10. Daire         1996/2275 E.  ,  1998/5279 K.
T.C.
D A N I Ş T A Y
ONUNCU DAİRE
Esas No : 1996/2275
Karar No : 1998/5279

Temyiz Eden (Davacı) : …
Vekili : …
Karşı Taraf (Davalı) : …
İstemin Özeti : … Bankası … Şubesi tarafından tahsil edilen vergilerin 6183 sayılı Yasa’nın 41. maddesinde öngörülen 7 günlük sürede vergi dairesinin hesabına aktarılmadığı öne sürülerek sorumlu sıfatıyla davacı banka şubesi adına hesaplanan gecikme zammının istenilmesine ilişkin işlemin iptali istemiyle açılan davanın reddine karar veren … İdare Mahkemesinin … tarih ve E:…, K:… sayılı kararının temyizen incelenip, bozulması istenilmektedir.
Savunmanın Özeti : Yerinde olmadığı ileri sürülen temyiz isteminin reddi gerektiği savunulmaktadır.
D.Tetkik Hakimi : …
Düşüncesi : Dosyada bulunan bilgi ve belgelerden tahsil edilen vergilerin Yasada öngörülen süreden sonra vergi dairesinin hesabına geçirildiği anlaşılmakla birlikte, gecikmenin tahsil eden … Şubesinden mi, yoksa hesabın bulunduğu davacı … Şubesinden mi kaynaklandığı anlaşılamamaktadır.
6183 sayılı Yasa’nın 41. maddesinde gecikme halinde tahsilatı yapan kuruluşlardan gecikme zammı alınacağı öngörülmüştür.
Aktarılan bu düzenlemeye göre gecikme zammının tahsilatı yapan kuruluş sıfatıyla … Bankası Genel Müdürlüğü tarafından ödenmesi gerekmektedir.
Ancak gecikme zammının ödenmesi gerektiği açık olduğundan ve adına işlem tesis edilen banka şubesi ile sorumlu genel müdürlük arasındaki ilişki nedeniyle şubece ödenecek gecikme zammının muhasabe işlemleriyle aktarılması da mümkün olduğundan gecikme zammı istenilmesine ilişkin işlemin bu yönden iptalini gerektirmemektedir.

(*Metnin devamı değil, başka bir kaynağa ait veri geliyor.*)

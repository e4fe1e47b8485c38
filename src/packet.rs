//! Wire codec for the ant-packet protocol: the 1-byte type header and the
//! 19-byte (+ stack) `AntHeader` body shared by every ant kind.
//!
//! ```text
//!   0               1               2               3
//!   0 1 2 3 4 5 6 7 8 9 0 1 2 3 4 5 6 7 8 9 0 1 2 3 4 5 6 7 8 9 0 1
//!  +-+-+-+-+-+-+-+-+-+-+-+-+-+-+-+-+-+-+-+-+-+-+-+-+-+-+-+-+-+-+-+-+
//!  |    Reserved   | TTL/MaxHops   |   HopCount    |               |
//!  +-+-+-+-+-+-+-+-+-+-+-+-+-+-+-+-+-+-+-+-+-+-+-+-+               +
//!  |                   Source IPv4 Address (continued)             |
//!  +-+-+-+-+-+-+-+-+-+-+-+-+-+-+-+-+-+-+-+-+-+-+-+-+-+-+-+-+-+-+-+-+
//!  |                     Destination IPv4 Address                  |
//!  +-+-+-+-+-+-+-+-+-+-+-+-+-+-+-+-+-+-+-+-+-+-+-+-+-+-+-+-+-+-+-+-+
//!  |                                                               |
//!  |                 Aggregated Time T (8 bytes, BE)               |
//!  +-+-+-+-+-+-+-+-+-+-+-+-+-+-+-+-+-+-+-+-+-+-+-+-+-+-+-+-+-+-+-+-+
//!  |            Ant Stack: (HopCount+1) x IPv4 address             |
//!  +-+-+-+-+-+-+-+-+-+-+-+-+-+-+-+-+-+-+-+-+-+-+-+-+-+-+-+-+-+-+-+-+
//! ```

use crate::error::Error;

/// A 4-byte network identifier. Not necessarily a real IPv4 address; the
/// engine treats it as an opaque, orderable, equality-comparable key.
pub type Address = [u8; 4];

pub const BROADCAST: Address = [255, 255, 255, 255];

/// The one-byte kind discriminant that precedes every `AntHeader` on the
/// wire.
#[derive(Debug, Clone, Copy, PartialEq, Eq, Hash)]
pub enum MessageType
{
	ForwardAnt,
	ProactiveForwardAnt,
	BackwardAnt,
	Hello,
	Data,
	RepairAnt,
	Error,
}

impl MessageType
{
	fn to_byte(self) -> u8
	{
		match self
		{
			MessageType::ForwardAnt => 1,
			MessageType::ProactiveForwardAnt => 2,
			MessageType::BackwardAnt => 3,
			MessageType::Hello => 4,
			MessageType::Data => 5,
			MessageType::RepairAnt => 6,
			MessageType::Error => 7,
		}
	}
	fn from_byte(b: u8) -> Option<MessageType>
	{
		Some(match b
		{
			1 => MessageType::ForwardAnt,
			2 => MessageType::ProactiveForwardAnt,
			3 => MessageType::BackwardAnt,
			4 => MessageType::Hello,
			5 => MessageType::Data,
			6 => MessageType::RepairAnt,
			7 => MessageType::Error,
			_ => return None,
		})
	}
}

/// The one-byte type header. Decoding an unknown kind yields `None` from
/// `TypeHeader::decode` rather than an error: an unrecognized byte marks
/// the frame invalid without the codec itself raising.
#[derive(Debug, Clone, Copy, PartialEq, Eq)]
pub struct TypeHeader(pub MessageType);

impl TypeHeader
{
	pub const SIZE: usize = 1;

	pub fn encode(&self, out: &mut Vec<u8>)
	{
		out.push(self.0.to_byte());
	}
	pub fn decode(bytes: &[u8]) -> Option<(TypeHeader, &[u8])>
	{
		let (&b, rest) = bytes.split_first()?;
		MessageType::from_byte(b).map(|kind| (TypeHeader(kind), rest))
	}
}

/// Common body shared by every ant kind: 19 fixed bytes plus `hops+1`
/// stack addresses.
#[derive(Debug, Clone, PartialEq, Eq)]
pub struct AntHeader
{
	pub ttl_or_max_hops: u8,
	pub hops: u8,
	pub src: Address,
	pub dst: Address,
	/// Aggregated cost metric, accumulated hop by hop on the way back.
	pub t: u64,
	/// `hops + 1` addresses recording the path taken so far.
	pub ant_stack: Vec<Address>,
}

impl AntHeader
{
	/// `1` reserved + `1` ttl + `1` hops + `4` src + `4` dst + `8` T.
	pub const FIXED_SIZE: usize = 19;

	pub fn serialized_size(&self) -> usize
	{
		Self::FIXED_SIZE + 4 * self.ant_stack.len()
	}

	pub fn encode(&self, out: &mut Vec<u8>)
	{
		out.push(0); // reserved
		out.push(self.ttl_or_max_hops);
		out.push(self.hops);
		out.extend_from_slice(&self.src);
		out.extend_from_slice(&self.dst);
		out.extend_from_slice(&self.t.to_be_bytes());
		for addr in &self.ant_stack
		{
			out.extend_from_slice(addr);
		}
	}

	pub fn decode(bytes: &[u8]) -> Result<AntHeader, Error>
	{
		if bytes.len() < Self::FIXED_SIZE
		{
			return Err(Error::DecodeInvalid("header shorter than fixed size"));
		}
		let ttl_or_max_hops = bytes[1];
		let hops = bytes[2];
		let mut src = [0u8; 4];
		src.copy_from_slice(&bytes[3..7]);
		let mut dst = [0u8; 4];
		dst.copy_from_slice(&bytes[7..11]);
		let mut t_bytes = [0u8; 8];
		t_bytes.copy_from_slice(&bytes[11..19]);
		let t = u64::from_be_bytes(t_bytes);

		let stack_len = hops as usize + 1;
		let stack_bytes = stack_len * 4;
		if bytes.len() < Self::FIXED_SIZE + stack_bytes
		{
			return Err(Error::DecodeInvalid("ant stack truncated"));
		}
		let mut ant_stack = Vec::with_capacity(stack_len);
		for i in 0..stack_len
		{
			let off = Self::FIXED_SIZE + 4 * i;
			let mut addr = [0u8; 4];
			addr.copy_from_slice(&bytes[off..off + 4]);
			ant_stack.push(addr);
		}
		Ok(AntHeader{ ttl_or_max_hops, hops, src, dst, t, ant_stack })
	}

	/// Hello: ttl == 1, hops == 0, empty stack, destination is broadcast.
	pub fn validate_hello(&self) -> Result<(), Error>
	{
		if self.ttl_or_max_hops != 1 || self.hops != 0 || !self.ant_stack.is_empty() || self.dst != BROADCAST
		{
			return Err(Error::DecodeInvalid("malformed hello"));
		}
		Ok(())
	}

	/// Forward (reactive or proactive): src != dst, non-empty stack
	/// beginning with src.
	pub fn validate_forward(&self) -> Result<(), Error>
	{
		if self.src == self.dst
		{
			return Err(Error::DecodeInvalid("forward ant src equals dst"));
		}
		match self.ant_stack.first()
		{
			Some(first) if *first == self.src => Ok(()),
			_ => Err(Error::DecodeInvalid("forward ant stack does not start with src")),
		}
	}

	/// Backward: ttl_or_max_hops >= hops, stack length == hops + 1.
	pub fn validate_backward(&self) -> Result<(), Error>
	{
		if self.ttl_or_max_hops < self.hops
		{
			return Err(Error::DecodeInvalid("backward ant ttl less than hops"));
		}
		if self.ant_stack.len() != self.hops as usize + 1
		{
			return Err(Error::DecodeInvalid("backward ant stack length mismatch"));
		}
		Ok(())
	}

	/// Appends `self_addr` to the stack, decrements the TTL, and applies
	/// loop elision: if `self_addr` already occurred earlier in the
	/// stack, truncate to that first occurrence instead of growing it.
	/// Returns `false` if the TTL has been exhausted (caller must drop).
	pub fn forward_update(&mut self, self_addr: Address) -> bool
	{
		if let Some(i) = self.ant_stack.iter().position(|a| *a == self_addr)
		{
			self.ant_stack.truncate(i + 1);
			self.hops = i as u8;
		}
		else
		{
			self.ant_stack.push(self_addr);
			self.hops += 1;
		}
		if self.ttl_or_max_hops == 0
		{
			return false;
		}
		self.ttl_or_max_hops -= 1;
		true
	}

	/// Reverses a completed forward ant's stack into a backward ant
	/// ready to be unicast to the previous hop. `src`/`dst` swap so that
	/// `src` names the node this backward ant is depositing pheromone
	/// for (the original forward ant's destination). `t` is reset to
	/// zero and `hops` to the full recorded path length.
	pub fn into_backward(mut self) -> AntHeader
	{
		self.ant_stack.reverse();
		self.hops = self.ant_stack.len() as u8 - 1;
		self.t = 0;
		std::mem::swap(&mut self.src, &mut self.dst);
		self
	}

	/// The address a backward ant, held by the node at the front of its
	/// (already-reversed) stack, must forward to next. `None` once the
	/// stack holds only the originator — the ant has arrived home.
	pub fn peek_dst(&self) -> Option<Address>
	{
		self.ant_stack.get(1).copied()
	}

	/// Pops self (the front of the reversed stack) off, decrements hops,
	/// and folds in this link's estimated cost `t_ind` into the running
	/// `T` total.
	pub fn backward_update(&mut self, t_ind: f64)
	{
		self.t = self.t.saturating_add(t_ind.round().max(0.0) as u64);
		if !self.ant_stack.is_empty()
		{
			self.ant_stack.remove(0);
		}
		self.hops = self.hops.saturating_sub(1);
	}
}

#[cfg(test)]
mod tests
{
	use super::*;

	fn addr(b: u8) -> Address
	{
		[b, b, b, b]
	}

	#[test]
	fn round_trip_forward()
	{
		let header = AntHeader
		{
			ttl_or_max_hops: 15,
			hops: 1,
			src: addr(1),
			dst: addr(9),
			t: 0,
			ant_stack: vec![addr(1), addr(2)],
		};
		let mut bytes = Vec::new();
		TypeHeader(MessageType::ForwardAnt).encode(&mut bytes);
		header.encode(&mut bytes);
		assert_eq!(bytes.len(), TypeHeader::SIZE + header.serialized_size());

		let (kind, rest) = TypeHeader::decode(&bytes).unwrap();
		assert_eq!(kind.0, MessageType::ForwardAnt);
		let decoded = AntHeader::decode(rest).unwrap();
		assert_eq!(decoded, header);
		assert!(decoded.validate_forward().is_ok());
	}

	#[test]
	fn unknown_type_byte_is_invalid()
	{
		assert!(TypeHeader::decode(&[200]).is_none());
	}

	#[test]
	fn loop_elision_truncates_to_first_occurrence()
	{
		// stack [A,B,C,B] then Update(self=B's spec example uses "self"
		// distinct from any prior hop); here we reproduce spec scenario 5:
		// inbound stack [A,B,C,B,self], Update(self) -> [A,B,self], hops=2.
		let a = addr(1);
		let b = addr(2);
		let c = addr(3);
		let me = addr(9);
		let mut header = AntHeader
		{
			ttl_or_max_hops: 16,
			hops: 4,
			src: a,
			dst: addr(0),
			t: 0,
			ant_stack: vec![a, b, c, b, me],
		};
		// self (`me`) is not yet in the stack in this framing: the peer
		// that relays last pushes itself via forward_update. Simulate a
		// node literally named `b` re-processing this ant.
		let ok = header.forward_update(b);
		assert!(ok);
		assert_eq!(header.ant_stack, vec![a, b]);
		assert_eq!(header.hops, 1);
	}

	#[test]
	fn backward_from_forward_reverses_stack()
	{
		let a = addr(1);
		let b = addr(2);
		let c = addr(3);
		let fwd = AntHeader
		{
			ttl_or_max_hops: 10,
			hops: 2,
			src: a,
			dst: c,
			t: 0,
			ant_stack: vec![a, b, c],
		};
		let bwd = fwd.into_backward();
		assert_eq!(bwd.ant_stack, vec![c, b, a]);
		assert_eq!(bwd.hops, 2);
		assert_eq!(bwd.peek_dst(), Some(b));
		assert_eq!(bwd.src, c);
		assert_eq!(bwd.dst, a);
	}

	use proptest::prelude::*;

	fn arb_address() -> impl Strategy<Value = Address>
	{
		any::<[u8; 4]>()
	}

	proptest!
	{
		/// Serialize then deserialize any header ⇒ structurally equal, and
		/// the encoded length matches `serialized_size`.
		#[test]
		fn round_trip_any_header(
			ttl_or_max_hops in any::<u8>(),
			src in arb_address(),
			dst in arb_address(),
			t in any::<u64>(),
			stack in prop::collection::vec(arb_address(), 1..20),
		)
		{
			let header = AntHeader
			{
				ttl_or_max_hops,
				hops: (stack.len() - 1) as u8,
				src,
				dst,
				t,
				ant_stack: stack,
			};
			let mut bytes = Vec::new();
			header.encode(&mut bytes);
			prop_assert_eq!(bytes.len(), header.serialized_size());
			let decoded = AntHeader::decode(&bytes).unwrap();
			prop_assert_eq!(decoded, header);
		}

		/// `TypeHeader` round-trips for every known message kind.
		#[test]
		fn round_trip_type_header(kind_byte in 1u8..8)
		{
			let kind = MessageType::from_byte(kind_byte).expect("1..8 covers every variant");
			let mut bytes = Vec::new();
			TypeHeader(kind).encode(&mut bytes);
			let (decoded, rest) = TypeHeader::decode(&bytes).unwrap();
			prop_assert_eq!(decoded.0, kind);
			prop_assert!(rest.is_empty());
		}
	}
}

Açıklanan nedenle, temyiz isteminin reddiyle mahkeme kararının belirtilen gerekçeyle onanması gerektiği düşünülmüştür.
Danıştay Savcısı : …
Düşüncesi : 3.4.1992 tarihve 21191 sayılı Resmi Gazetede yayımlanan 3787 sayılı “Bazı Kamu Alacaklarının Tahsilatının Hızlandırılması ve Matrah Artırımı Hakkında Kanun’un 12 nci maddesinin 4 ncü fıkrasında “Bukanunun yürürlüğe girdiği tarih itibarı ile 6183 sayılı “AATUHK”nun 41 inci maddesine istinaden … Bankası ve Postaneler adına uygulanan gecikme zamları ile ilgili kuruluşların sorumluları adına hesaplanan % 10 nispetindeki cezaların tahsilinden vazgeçilir” hükmü getirilmiştir.
Aynı Kanunun 23 üncü maddesinde ise “Bu kararın … diğer hükümlerin yayımı tarihinde yürürlüğe girer” hükmü mevcuttur.
Yukarıda metinleri açıklanan madde hükümlerinin beraberce incelenmesinden anlaşılacağı üzere 3787 sayılı Kanunun 12 nci maddesinin hükmü 3.4.1992 tarihinden itibaren yürürlük kazanmış olup maddenin 4 ncü fıkrası hükmüne göre 6183 sayılı Kanunun 41 nci maddesi hükmü gereği … Bankası ve Postaneler adına uygulanan gecikme zamları ve ilgili kuruluşların sorumlular adına hesaplanan % 10 nispetindeki cezaların tahsilinden 3.4.1992 tarih itibarı ile vazgeçilecektir.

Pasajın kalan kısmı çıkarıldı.